Task brief>
Give back the entire listing verbatim.

Source material>
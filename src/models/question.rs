use serde::{Deserialize, Serialize};

use super::difficulty::Difficulty;

/// 单道面试题
///
/// `text` 已经包含分类前缀（如果列表项带有分类标签），
/// 形如 `"Category A:What is X?"`
#[derive(Debug, Clone, Serialize, Deserialize)]
pub struct Question {
    pub difficulty: Difficulty,
    pub text: String,
}

impl Question {
    /// 渲染为带难度标记的形式，如 `"[E] What is X?"`
    pub fn tagged(&self) -> String {
        format!("[{}] {}", self.difficulty.tag(), self.text)
    }
}

/// 从一个章节页面解析出的题目集合
///
/// 难度与题目保存为两个平行列表；写出章节文件前由调用方
/// 校验两个列表长度一致，不一致时跳过该章节。
#[derive(Debug, Clone, Default, Serialize, Deserialize)]
pub struct ChapterQuestions {
    /// 难度列表（文档顺序）
    pub difficulty_levels: Vec<Difficulty>,
    /// 题目列表（文档顺序，已拼接分类前缀）
    pub questions: Vec<String>,
}

impl ChapterQuestions {
    /// 题目数量
    pub fn len(&self) -> usize {
        self.questions.len()
    }

    pub fn is_empty(&self) -> bool {
        self.questions.is_empty()
    }

    /// 两个平行列表长度是否一致
    pub fn is_consistent(&self) -> bool {
        self.difficulty_levels.len() == self.questions.len()
    }

    /// 按文档顺序生成题目记录
    pub fn records(&self) -> Vec<Question> {
        self.difficulty_levels
            .iter()
            .zip(&self.questions)
            .map(|(difficulty, text)| Question {
                difficulty: *difficulty,
                text: text.clone(),
            })
            .collect()
    }
}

Result of this task>
filename src/models/question.rs
use serde::{Deserialize, Serialize};

use super::difficulty::Difficulty;

/// 单道面试题
///
/// `text` 已经包含分类前缀（如果列表项带有分类标签），
/// 形如 `"Category A:What is X?"`
#[derive(Debug, Clone, Serialize, Deserialize)]
pub struct Question {
    pub difficulty: Difficulty,
    pub text: String,
}

impl Question {
    /// 渲染为带难度标记的形式，如 `"[E] What is X?"`
    pub fn tagged(&self) -> String {
        format!("[{}] {}", self.difficulty.tag(), self.text)
    }
}

/// 从一个章节页面解析出的题目集合
///
/// 难度与题目保存为两个平行列表；写出章节文件前由调用方
/// 校验两个列表长度一致，不一致时跳过该章节。
#[derive(Debug, Clone, Default, Serialize, Deserialize)]
pub struct ChapterQuestions {
    /// 难度列表（文档顺序）
    pub difficulty_levels: Vec<Difficulty>,
    /// 题目列表（文档顺序，已拼接分类前缀）
    pub questions: Vec<String>,
}

impl ChapterQuestions {
    /// 题目数量
    pub fn len(&self) -> usize {
        self.questions.len()
    }

    pub fn is_empty(&self) -> bool {
        self.questions.is_empty()
    }

    /// 两个平行列表长度是否一致
    pub fn is_consistent(&self) -> bool {
        self.difficulty_levels.len() == self.questions.len()
    }

    /// 按文档顺序生成题目记录
    pub fn records(&self) -> Vec<Question> {
        self.difficulty_levels
            .iter()
            .zip(&self.questions)
            .map(|(difficulty, text)| Question {
                difficulty: *difficulty,
                text: text.clone(),
            })
            .collect()
    }
}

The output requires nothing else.